Try to not do that - backfeeding thru the protection diodes on the i/o pins is not good for the chip. Keep it powered while plugged in.

Quote
One question here.... would I be able to connect the PWM from the LPT#1 to the laser controller as well as the PWM from the arduino UNO so I can utilize either as a controller for the laser(not at the same time or on the same program) so I can call up different programs and utilize the various attributes of each, one for a grey-scale burner and one for an on/off burner. Big difference in the CNC code and speed of operation.
If I understand this right, you would be better off just removing the Arduino completely to run the laser from the LPT#1 PWM output.


To summarise:


1. When the program counts to 255, the output is full on so your laser should be full on.
2. Need to know what your laser and controller is.

Yours,
  TonyWilk
 

tofday

Just wondering why I am getting the spikes??

I will check everything over again and get back to you.

Thanks

D

TonyWilk

#13
Jan 25, 2018, 01:12 am Last Edit: Jan 25, 2018, 01:28 am by TonyWilk
Just wondering why I am getting the spikes??
Completely normal...

With a signal which changes very quickly there is always some 'over-shoot'.

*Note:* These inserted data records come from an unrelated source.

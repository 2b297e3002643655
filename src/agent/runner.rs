//! The conversation loop.
//!
//! Drives the model until it produces a tool-call-free answer. Every
//! assistant turn is appended to the transcript before any of its tool calls
//! run, and each call's result is appended in the order the calls were
//! issued. Tool execution failures become `{"error": ...}` result payloads
//! for the model to react to; everything else aborts the query.

use super::backend::ChatBackend;
use super::transcript::{ToolCall, Transcript};
use crate::error::{Result, TetherError};
use crate::mcp::content::{normalize, ToolPayload};
use async_openai::types::ChatCompletionTool;
use async_trait::async_trait;
use serde_json::{json, Value};
use tracing::{debug, info, warn};

/// Executes tool calls on behalf of the loop. Implemented by the MCP session
/// and by test doubles.
#[async_trait]
pub trait ToolExecutor {
    async fn call_tool(&mut self, name: &str, arguments: Value) -> Result<ToolPayload>;
}

/// Agent driving one conversation at a time against a tool catalog.
pub struct Agent<B: ChatBackend> {
    backend: B,
    catalog: Vec<ChatCompletionTool>,
    max_turns: usize,
}

/// Result of a processed query.
#[derive(Debug)]
pub struct QueryOutcome {
    /// The model's final answer. Empty if the model produced neither text
    /// nor tool calls.
    pub answer: String,
    /// Full transcript of the query, including tool calls and results.
    pub transcript: Transcript,
    /// Number of model turns used.
    pub turns: usize,
}

impl<B: ChatBackend> Agent<B> {
    pub fn new(backend: B, catalog: Vec<ChatCompletionTool>, max_turns: usize) -> Self {
        Self {
            backend,
            catalog,
            max_turns,
        }
    }

    /// Run one query to completion.
    pub async fn process_query<E>(&self, executor: &mut E, query: &str) -> Result<QueryOutcome>
    where
        E: ToolExecutor + Send + ?Sized,
    {
        let mut transcript = Transcript::new(query);
        let mut turns = 0;

        loop {
            turns += 1;
            if turns > self.max_turns {
                return Err(TetherError::Agent(format!(
                    "exceeded maximum turns ({})",
                    self.max_turns
                )));
            }

            debug!("Model turn {} of {}", turns, self.max_turns);

            let turn = self.backend.complete(&transcript, &self.catalog).await?;

            // The assistant turn goes into the transcript before any tool
            // runs: the API requires the requesting message to precede its
            // results in transcript order.
            transcript.push_assistant(turn.text.clone(), turn.tool_calls.clone());

            if turn.tool_calls.is_empty() {
                let answer = turn.text.unwrap_or_default();
                if answer.is_empty() {
                    warn!("Model returned neither text nor tool calls");
                }
                return Ok(QueryOutcome {
                    answer,
                    transcript,
                    turns,
                });
            }

            for call in &turn.tool_calls {
                let payload = self.execute_call(executor, call).await?;
                transcript.push_tool_result(call.id.clone(), call.name.clone(), payload);
            }
        }
    }

    /// Execute one tool call, containing execution failures as data.
    ///
    /// Malformed argument JSON from the model is fatal for the query:
    /// dropping the call silently would desynchronize the call/result
    /// pairing the API requires.
    async fn execute_call<E>(&self, executor: &mut E, call: &ToolCall) -> Result<Value>
    where
        E: ToolExecutor + Send + ?Sized,
    {
        let arguments: Value = serde_json::from_str(&call.arguments).map_err(|e| {
            TetherError::Agent(format!(
                "invalid arguments for tool '{}': {}",
                call.name, e
            ))
        })?;

        info!("Executing tool '{}' with args: {}", call.name, arguments);

        match executor.call_tool(&call.name, arguments).await {
            Ok(payload) => Ok(normalize(&payload)),
            Err(e) => {
                warn!("Tool '{}' failed: {}", call.name, e);
                Ok(json!({ "error": failure_message(&e) }))
            }
        }
    }
}

/// The message handed back to the model for a failed call. The remote
/// error text, without the local error-type prefix.
fn failure_message(error: &TetherError) -> String {
    match error {
        TetherError::ToolCall(msg)
        | TetherError::Transport(msg)
        | TetherError::Protocol(msg) => msg.clone(),
        other => other.to_string(),
    }
}

#[cfg(test)]
mod tests {
    use super::*;
    use crate::agent::backend::AssistantTurn;
    use crate::agent::transcript::Message;
    use crate::catalog::to_chat_tools;
    use crate::mcp::protocol::ToolDescriptor;
    use std::sync::Mutex;

    /// Backend scripted with a fixed sequence of assistant turns.
    struct ScriptedBackend {
        turns: Mutex<Vec<AssistantTurn>>,
    }

    impl ScriptedBackend {
        fn new(turns: Vec<AssistantTurn>) -> Self {
            Self {
                turns: Mutex::new(turns),
            }
        }
    }

    #[async_trait]
    impl ChatBackend for ScriptedBackend {
        async fn complete(
            &self,
            _transcript: &Transcript,
            _tools: &[ChatCompletionTool],
        ) -> Result<AssistantTurn> {
            let mut turns = self.turns.lock().unwrap();
            if turns.is_empty() {
                return Err(TetherError::Agent("script exhausted".to_string()));
            }
            Ok(turns.remove(0))
        }
    }

    /// Executor that answers per tool name and records the call order.
    struct FakeExecutor {
        calls: Vec<String>,
    }

    impl FakeExecutor {
        fn new() -> Self {
            Self { calls: Vec::new() }
        }
    }

    #[async_trait]
    impl ToolExecutor for FakeExecutor {
        async fn call_tool(&mut self, name: &str, arguments: Value) -> Result<ToolPayload> {
            self.calls.push(name.to_string());
            match name {
                "echo" => {
                    let text = arguments["text"].as_str().unwrap_or_default().to_string();
                    Ok(serde_json::from_value(json!({"type": "text", "text": text})).unwrap())
                }
                "fail_tool" => Err(TetherError::ToolCall("disk full".to_string())),
                other => Err(TetherError::ToolCall(format!("unknown tool: {}", other))),
            }
        }
    }

    fn tool_call(id: &str, name: &str, arguments: &str) -> ToolCall {
        ToolCall {
            id: id.to_string(),
            name: name.to_string(),
            arguments: arguments.to_string(),
        }
    }

    fn text_turn(text: &str) -> AssistantTurn {
        AssistantTurn {
            text: Some(text.to_string()),
            tool_calls: Vec::new(),
        }
    }

    fn calls_turn(calls: Vec<ToolCall>) -> AssistantTurn {
        AssistantTurn {
            text: None,
            tool_calls: calls,
        }
    }

    fn echo_catalog() -> Vec<ChatCompletionTool> {
        to_chat_tools(&[ToolDescriptor {
            name: "echo".to_string(),
            description: "Echo text back".to_string(),
            input_schema: json!({
                "type": "object",
                "properties": {"text": {"type": "string"}},
                "required": ["text"]
            }),
        }])
    }

    /// Every tool result must pair with a call in the nearest preceding
    /// assistant message, with no duplicate result ids in between.
    fn assert_pairing(transcript: &Transcript) {
        let messages = transcript.messages();
        for (i, message) in messages.iter().enumerate() {
            let Message::ToolResult { call_id, .. } = message else {
                continue;
            };

            let assistant_index = messages[..i]
                .iter()
                .rposition(|m| matches!(m, Message::Assistant { .. }))
                .expect("tool result with no preceding assistant message");

            let Message::Assistant { tool_calls, .. } = &messages[assistant_index] else {
                unreachable!()
            };
            assert!(
                tool_calls.iter().any(|c| &c.id == call_id),
                "result '{}' has no matching call",
                call_id
            );

            for m in &messages[assistant_index + 1..i] {
                if let Message::ToolResult { call_id: other, .. } = m {
                    assert_ne!(other, call_id, "duplicate result id '{}'", call_id);
                }
            }
        }
    }

    #[tokio::test]
    async fn test_scenario_echo_then_done() {
        let backend = ScriptedBackend::new(vec![
            calls_turn(vec![tool_call("c1", "echo", r#"{"text": "hi"}"#)]),
            text_turn("done"),
        ]);
        let agent = Agent::new(backend, echo_catalog(), 15);
        let mut executor = FakeExecutor::new();

        let outcome = agent.process_query(&mut executor, "say hi").await.unwrap();

        assert_eq!(outcome.answer, "done");
        assert_eq!(outcome.turns, 2);
        assert_eq!(executor.calls, ["echo"]);
        assert_pairing(&outcome.transcript);

        let result = outcome
            .transcript
            .messages()
            .iter()
            .find_map(|m| match m {
                Message::ToolResult { payload, .. } => Some(payload.clone()),
                _ => None,
            })
            .unwrap();
        assert_eq!(result, json!("hi"));
    }

    #[tokio::test]
    async fn test_scenario_tool_failure_is_contained() {
        let backend = ScriptedBackend::new(vec![
            calls_turn(vec![tool_call("c1", "fail_tool", "{}")]),
            text_turn("sorry about that"),
        ]);
        let agent = Agent::new(backend, Vec::new(), 15);
        let mut executor = FakeExecutor::new();

        let outcome = agent.process_query(&mut executor, "break").await.unwrap();

        assert_eq!(outcome.answer, "sorry about that");
        let results: Vec<_> = outcome
            .transcript
            .messages()
            .iter()
            .filter_map(|m| match m {
                Message::ToolResult { call_id, payload, .. } => Some((call_id, payload)),
                _ => None,
            })
            .collect();
        assert_eq!(results.len(), 1);
        assert_eq!(*results[0].0, "c1");
        assert_eq!(*results[0].1, json!({"error": "disk full"}));
    }

    #[tokio::test]
    async fn test_scenario_two_calls_in_order() {
        let backend = ScriptedBackend::new(vec![
            calls_turn(vec![
                tool_call("c1", "echo", r#"{"text": "one"}"#),
                tool_call("c2", "echo", r#"{"text": "two"}"#),
            ]),
            text_turn("both done"),
        ]);
        let agent = Agent::new(backend, echo_catalog(), 15);
        let mut executor = FakeExecutor::new();

        let outcome = agent.process_query(&mut executor, "twice").await.unwrap();

        let result_ids: Vec<_> = outcome
            .transcript
            .messages()
            .iter()
            .filter_map(|m| match m {
                Message::ToolResult { call_id, .. } => Some(call_id.clone()),
                _ => None,
            })
            .collect();
        assert_eq!(result_ids, ["c1", "c2"]);
        assert_pairing(&outcome.transcript);
    }

    #[tokio::test]
    async fn test_terminates_without_tool_calls() {
        let backend = ScriptedBackend::new(vec![text_turn("just an answer")]);
        let agent = Agent::new(backend, Vec::new(), 15);
        let mut executor = FakeExecutor::new();

        let outcome = agent.process_query(&mut executor, "q").await.unwrap();
        assert_eq!(outcome.answer, "just an answer");
        assert_eq!(outcome.turns, 1);
        assert!(executor.calls.is_empty());
    }

    #[tokio::test]
    async fn test_empty_turn_returns_empty_answer() {
        let backend = ScriptedBackend::new(vec![AssistantTurn::default()]);
        let agent = Agent::new(backend, Vec::new(), 15);
        let mut executor = FakeExecutor::new();

        let outcome = agent.process_query(&mut executor, "q").await.unwrap();
        assert_eq!(outcome.answer, "");
    }

    #[tokio::test]
    async fn test_unknown_tool_becomes_error_payload() {
        let backend = ScriptedBackend::new(vec![
            calls_turn(vec![tool_call("c1", "nonexistent", "{}")]),
            text_turn("ok"),
        ]);
        let agent = Agent::new(backend, Vec::new(), 15);
        let mut executor = FakeExecutor::new();

        let outcome = agent.process_query(&mut executor, "q").await.unwrap();
        let payload = outcome
            .transcript
            .messages()
            .iter()
            .find_map(|m| match m {
                Message::ToolResult { payload, .. } => Some(payload.clone()),
                _ => None,
            })
            .unwrap();
        assert_eq!(payload, json!({"error": "unknown tool: nonexistent"}));
    }

    #[tokio::test]
    async fn test_malformed_arguments_abort_query() {
        let backend = ScriptedBackend::new(vec![calls_turn(vec![tool_call(
            "c1",
            "echo",
            "{not json",
        )])]);
        let agent = Agent::new(backend, echo_catalog(), 15);
        let mut executor = FakeExecutor::new();

        let err = agent.process_query(&mut executor, "q").await.unwrap_err();
        assert!(matches!(err, TetherError::Agent(_)));
        assert!(executor.calls.is_empty());
    }

    #[tokio::test]
    async fn test_max_turns_guard() {
        // A model that asks for the same tool forever.
        struct LoopingBackend;

        #[async_trait]
        impl ChatBackend for LoopingBackend {
            async fn complete(
                &self,
                _transcript: &Transcript,
                _tools: &[ChatCompletionTool],
            ) -> Result<AssistantTurn> {
                Ok(AssistantTurn {
                    text: None,
                    tool_calls: vec![ToolCall {
                        id: "c1".to_string(),
                        name: "echo".to_string(),
                        arguments: r#"{"text": "again"}"#.to_string(),
                    }],
                })
            }
        }

        let agent = Agent::new(LoopingBackend, echo_catalog(), 3);
        let mut executor = FakeExecutor::new();

        let err = agent.process_query(&mut executor, "q").await.unwrap_err();
        assert!(err.to_string().contains("maximum turns"));
        assert_eq!(executor.calls.len(), 3);
    }
}
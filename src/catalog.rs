//! Converts discovered MCP tool descriptors into model tool declarations.

use crate::mcp::protocol::ToolDescriptor;
use crate::schema::sanitize_schema;
use async_openai::types::{ChatCompletionTool, ChatCompletionToolType, FunctionObject};

/// Build the chat-API tool catalog from MCP tool descriptors.
///
/// One declaration per descriptor, in catalog order, with the input schema
/// sanitized for the model API. Duplicate tool names are passed through
/// unchanged; the model API's own dispatch defines their behavior.
pub fn to_chat_tools(tools: &[ToolDescriptor]) -> Vec<ChatCompletionTool> {
    tools
        .iter()
        .map(|tool| ChatCompletionTool {
            r#type: ChatCompletionToolType::Function,
            function: FunctionObject {
                name: tool.name.clone(),
                description: Some(tool.description.clone()),
                parameters: Some(sanitize_schema(&tool.input_schema)),
                strict: None,
            },
        })
        .collect()
}
//! MCP protocol types (JSON-RPC 2.0), as seen from the client side.

use super::content::ToolPayload;
use serde::{Deserialize, Serialize};
use serde_json::Value;

/// MCP protocol revision this client speaks.
pub const PROTOCOL_VERSION: &str = "2024-11-05";

/// JSON-RPC request. A request without an id is a notification.
#[derive(Debug, Serialize)]
pub struct JsonRpcRequest {
    pub jsonrpc: String,
    #[serde(skip_serializing_if = "Option::is_none")]
    pub id: Option<Value>,
    pub method: String,
    #[serde(skip_serializing_if = "Option::is_none")]
    pub params: Option<Value>,
}

impl JsonRpcRequest {
    pub fn call(id: u64, method: &str, params: Option<Value>) -> Self {
        Self {
            jsonrpc: "2.0".to_string(),
            id: Some(Value::from(id)),
            method: method.to_string(),
            params,
        }
    }

    pub fn notification(method: &str, params: Option<Value>) -> Self {
        Self {
            jsonrpc: "2.0".to_string(),
            id: None,
            method: method.to_string(),
            params,
        }
    }
}

/// JSON-RPC response.
#[derive(Debug, Deserialize)]
pub struct JsonRpcResponse {
    pub jsonrpc: String,
    #[serde(default)]
    pub id: Option<Value>,
    #[serde(default)]
    pub result: Option<Value>,
    #[serde(default)]
    pub error: Option<JsonRpcError>,
}

#[derive(Debug, Deserialize)]
pub struct JsonRpcError {
    pub code: i32,
    pub message: String,
    #[serde(default)]
    pub data: Option<Value>,
}

/// MCP initialize request params.
#[derive(Debug, Serialize)]
#[serde(rename_all = "camelCase")]
pub struct InitializeParams {
    pub protocol_version: String,
    pub capabilities: Value,
    pub client_info: ClientInfo,
}

#[derive(Debug, Serialize)]
pub struct ClientInfo {
    pub name: String,
    pub version: String,
}

/// MCP initialize response.
#[derive(Debug, Deserialize)]
#[serde(rename_all = "camelCase")]
pub struct InitializeResult {
    pub protocol_version: String,
    #[serde(default)]
    pub server_info: Option<ServerInfo>,
}

#[derive(Debug, Deserialize)]
pub struct ServerInfo {
    pub name: String,
    #[serde(default)]
    pub version: String,
}

/// A tool advertised by the server.
#[derive(Debug, Clone, Deserialize)]
#[serde(rename_all = "camelCase")]
pub struct ToolDescriptor {
    pub name: String,
    #[serde(default)]
    pub description: String,
    #[serde(default)]
    pub input_schema: Value,
}

/// Result of a tools/list request.
#[derive(Debug, Deserialize)]
pub struct ToolsListResult {
    pub tools: Vec<ToolDescriptor>,
}

/// Params for a tools/call request.
#[derive(Debug, Serialize)]
pub struct ToolCallParams {
    pub name: String,
    pub arguments: Value,
}

/// Result of a tools/call request.
#[derive(Debug, Deserialize)]
pub struct ToolCallResult {
    #[serde(default)]
    pub content: ToolPayload,
    #[serde(rename = "isError", default)]
    pub is_error: Option<bool>,
}

#[cfg(test)]
mod tests {
    use super::*;
    use serde_json::json;

    #[test]
    fn test_notification_has_no_id() {
        let req = JsonRpcRequest::notification("notifications/initialized", None);
        let encoded = serde_json::to_value(&req).unwrap();
        assert_eq!(
            encoded,
            json!({"jsonrpc": "2.0", "method": "notifications/initialized"})
        );
    }

    #[test]
    fn test_tool_descriptor_defaults() {
        let tool: ToolDescriptor = serde_json::from_value(json!({"name": "echo"})).unwrap();
        assert_eq!(tool.name, "echo");
        assert!(tool.description.is_empty());
        assert!(tool.input_schema.is_null());
    }

    #[test]
    fn test_tool_call_result_error_flag() {
        let result: ToolCallResult = serde_json::from_value(json!({
            "content": [{"type": "text", "text": "disk full"}],
            "isError": true
        }))
        .unwrap();
        assert_eq!(result.is_error, Some(true));
    }

    #[test]
    fn test_response_with_error() {
        let response: JsonRpcResponse = serde_json::from_str(
            r#"{"jsonrpc": "2.0", "id": 3, "error": {"code": -32601, "message": "Method not found"}}"#,
        )
        .unwrap();
        assert!(response.result.is_none());
        assert_eq!(response.error.unwrap().code, -32601);
    }
}
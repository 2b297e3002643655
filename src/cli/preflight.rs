//! Pre-flight checks before connecting anywhere.
//!
//! Validates required configuration before spawning the server or touching
//! the network, so failures happen up front with a clear message.

use crate::error::{Result, TetherError};

/// Run pre-flight checks.
pub fn check() -> Result<()> {
    check_api_key()
}

/// Check if the OpenAI API key is configured.
fn check_api_key() -> Result<()> {
    match std::env::var("OPENAI_API_KEY") {
        Ok(key) if !key.is_empty() => Ok(()),
        Ok(_) => Err(TetherError::Config(
            "OPENAI_API_KEY is empty. Set it with: export OPENAI_API_KEY='sk-...'".to_string(),
        )),
        Err(_) => Err(TetherError::Config(
            "OPENAI_API_KEY not set. Set it with: export OPENAI_API_KEY='sk-...'".to_string(),
        )),
    }
}
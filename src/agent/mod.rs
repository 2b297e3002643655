//! Agent module: conversation loop, transcript, and model backend.

mod backend;
mod runner;
mod transcript;

pub use backend::{AssistantTurn, ChatBackend, OpenAiBackend};
pub use runner::{Agent, QueryOutcome, ToolExecutor};
pub use transcript::{Message, ToolCall, Transcript};
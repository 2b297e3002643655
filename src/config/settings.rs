//! Configuration settings for Tether.

use serde::{Deserialize, Serialize};
use std::path::PathBuf;

/// Default system prompt sent ahead of every conversation.
const DEFAULT_SYSTEM_PROMPT: &str = "You are a helpful assistant with access to external tools. \
Use the available tools when they help answer the user's question, \
then provide a clear final answer.";

/// Root configuration structure.
#[derive(Debug, Clone, Serialize, Deserialize, Default)]
#[serde(default)]
pub struct Settings {
    pub agent: AgentSettings,
    pub openai: OpenAISettings,
}

/// Agent loop settings.
#[derive(Debug, Clone, Serialize, Deserialize)]
#[serde(default)]
pub struct AgentSettings {
    /// Maximum model turns per query before giving up.
    pub max_turns: usize,
    /// System prompt sent ahead of the transcript.
    pub system_prompt: String,
}

impl Default for AgentSettings {
    fn default() -> Self {
        Self {
            max_turns: 15,
            system_prompt: DEFAULT_SYSTEM_PROMPT.to_string(),
        }
    }
}

/// OpenAI API settings.
#[derive(Debug, Clone, Serialize, Deserialize)]
#[serde(default)]
pub struct OpenAISettings {
    /// Chat model used for the conversation loop.
    pub model: String,
    /// Request timeout in seconds for API calls.
    pub request_timeout_seconds: u64,
}

impl Default for OpenAISettings {
    fn default() -> Self {
        Self {
            model: "gpt-4o-mini".to_string(),
            request_timeout_seconds: 300,
        }
    }
}

impl Settings {
    /// Load settings from the default configuration file.
    pub fn load() -> crate::error::Result<Self> {
        Self::load_from(None)
    }

    /// Load settings from a specific path, or default location if None.
    pub fn load_from(path: Option<&PathBuf>) -> crate::error::Result<Self> {
        let config_path = match path {
            Some(p) => p.clone(),
            None => Self::default_config_path(),
        };

        if config_path.exists() {
            let content = std::fs::read_to_string(&config_path)?;
            let settings: Settings = toml::from_str(&content)?;
            Ok(settings)
        } else {
            Ok(Settings::default())
        }
    }

    /// Get the default configuration file path.
    pub fn default_config_path() -> PathBuf {
        dirs::config_dir()
            .unwrap_or_else(|| PathBuf::from("."))
            .join("tether")
            .join("config.toml")
    }
}
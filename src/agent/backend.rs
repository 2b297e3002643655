//! Chat-model backend seam.
//!
//! The conversation loop talks to the model through `ChatBackend`, so tests
//! can script turns and alternative providers can slot in behind the same
//! interface.

use super::transcript::{ToolCall, Transcript};
use crate::config::Settings;
use crate::error::{Result, TetherError};
use crate::openai::create_client;
use async_openai::types::{
    ChatCompletionTool, ChatCompletionToolChoiceOption, CreateChatCompletionRequestArgs,
};
use async_trait::async_trait;
use tracing::debug;

/// One assistant response: optional text plus zero or more tool calls.
#[derive(Debug, Clone, Default)]
pub struct AssistantTurn {
    pub text: Option<String>,
    pub tool_calls: Vec<ToolCall>,
}

/// A chat-completions provider: full transcript and catalog in, one
/// assistant turn out.
#[async_trait]
pub trait ChatBackend {
    async fn complete(
        &self,
        transcript: &Transcript,
        tools: &[ChatCompletionTool],
    ) -> Result<AssistantTurn>;
}

/// `ChatBackend` implementation over the OpenAI chat-completions API.
pub struct OpenAiBackend {
    client: async_openai::Client<async_openai::config::OpenAIConfig>,
    model: String,
    system_prompt: String,
}

impl OpenAiBackend {
    /// Create a backend from settings.
    pub fn new(settings: &Settings) -> Self {
        Self {
            client: create_client(settings),
            model: settings.openai.model.clone(),
            system_prompt: settings.agent.system_prompt.clone(),
        }
    }

    /// Override the model name.
    pub fn with_model(mut self, model: &str) -> Self {
        self.model = model.to_string();
        self
    }
}

#[async_trait]
impl ChatBackend for OpenAiBackend {
    async fn complete(
        &self,
        transcript: &Transcript,
        tools: &[ChatCompletionTool],
    ) -> Result<AssistantTurn> {
        let messages = transcript.to_request_messages(Some(&self.system_prompt))?;

        let mut builder = CreateChatCompletionRequestArgs::default();
        builder.model(&self.model).messages(messages);
        if !tools.is_empty() {
            builder
                .tools(tools.to_vec())
                .tool_choice(ChatCompletionToolChoiceOption::Auto);
        }
        let request = builder
            .build()
            .map_err(|e| TetherError::Agent(e.to_string()))?;

        let response = self
            .client
            .chat()
            .create(request)
            .await
            .map_err(|e| TetherError::OpenAI(format!("Chat API error: {}", e)))?;

        let choice = response
            .choices
            .first()
            .ok_or_else(|| TetherError::Agent("No response from model".to_string()))?;

        let tool_calls = choice
            .message
            .tool_calls
            .as_deref()
            .unwrap_or_default()
            .iter()
            .map(|call| ToolCall {
                id: call.id.clone(),
                name: call.function.name.clone(),
                arguments: call.function.arguments.clone(),
            })
            .collect::<Vec<_>>();

        debug!(
            "Model turn: {} tool calls, text present: {}",
            tool_calls.len(),
            choice.message.content.is_some()
        );

        Ok(AssistantTurn {
            text: choice.message.content.clone(),
            tool_calls,
        })
    }
}
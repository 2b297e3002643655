//! CLI module for Tether.

pub mod chat;
mod output;
pub mod preflight;

pub use output::Output;

use clap::Parser;

/// Tether - MCP-to-LLM Tool Bridge
///
/// Launches an MCP server, advertises its tools to a chat model, and runs an
/// interactive tool-calling conversation.
#[derive(Parser, Debug)]
#[command(name = "tether")]
#[command(version, about, long_about = None)]
pub struct Cli {
    /// MCP server to launch: a .py or .js script, or an executable
    pub server: String,

    /// Chat model to use
    #[arg(short, long)]
    pub model: Option<String>,

    /// Path to configuration file
    #[arg(short, long)]
    pub config: Option<String>,

    /// Increase verbosity (-v for debug, -vv for trace)
    #[arg(short, long, action = clap::ArgAction::Count)]
    pub verbose: u8,
}
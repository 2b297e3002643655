//! Interactive chat loop over a connected MCP session.

use crate::agent::{Agent, ChatBackend};
use crate::cli::Output;
use crate::error::Result;
use crate::mcp::McpSession;
use console::style;
use std::io::{self, BufRead, Write};
use tracing::info;

/// Read queries from stdin and answer them until the user quits.
///
/// Per-query errors are printed and the loop continues; only the caller's
/// teardown runs when this returns.
pub async fn run_chat<B: ChatBackend>(agent: &Agent<B>, session: &mut McpSession) -> Result<()> {
    println!("\n{}", style("Tether").bold().cyan());
    println!(
        "{}",
        style("Connected to MCP server with tools:").dim()
    );
    for tool in session.tools() {
        Output::list_item(&tool.name);
    }
    println!(
        "\n{}\n",
        style("Type your query, or 'quit' to exit.").dim()
    );

    let stdin = io::stdin();
    let mut stdout = io::stdout();

    loop {
        print!("{} ", style("Query:").green().bold());
        stdout.flush()?;

        let mut input = String::new();
        if stdin.lock().read_line(&mut input)? == 0 {
            // EOF on stdin ends the session like an explicit quit.
            break;
        }

        let input = input.trim();

        if input.is_empty() {
            continue;
        }

        if input.eq_ignore_ascii_case("quit") || input.eq_ignore_ascii_case("exit") {
            Output::info("Goodbye!");
            break;
        }

        let spinner = Output::spinner("Thinking...");
        let result = agent.process_query(session, input).await;
        spinner.finish_and_clear();

        match result {
            Ok(outcome) => {
                info!("Query answered in {} model turns", outcome.turns);
                if outcome.answer.is_empty() {
                    Output::warning("Model returned an empty answer.");
                } else {
                    println!("\n{}\n", outcome.answer);
                }
            }
            Err(e) => {
                Output::error(&format!("Query failed: {}", e));
            }
        }
    }

    Ok(())
}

Some of this is 'real', a logic level changing from 0V to 5V in mere nanoseconds causes a 'spike'

Some of it is due to the instrument used to measure the signal.
(especially the calibration of the 'scope probes)

If we just look at the 'real' signal; you have some driver (a logic output for example) which changes very quickly.
The rest of the circuit attached to that output has some capacitance.
If you have a capacitor charged to, say, 5V and then pull up the bottom leg to 5V...

...before the capacitor discharges you have 5V + a charged 5V capacitor = 10V ! ! !

This is, practically, where some 'black magic' and 'experience' comes in:

Is that 'overshoot' voltage 'real' ?
Is it going to damage my components ?

Even if you had a 500MHz 'scope instead of a 20MHz one, this is still a question.

For the 'look' of that signal - I wouldn't worry.

Unless you 'zoom in' with the timebase and see some solid 'above voltage for measurable time' rather than just a spike... you are probably Ok.

I reckon that in realising 'digital' signals can be anything other than 0V or 5V - you are on the way to being a good engineer.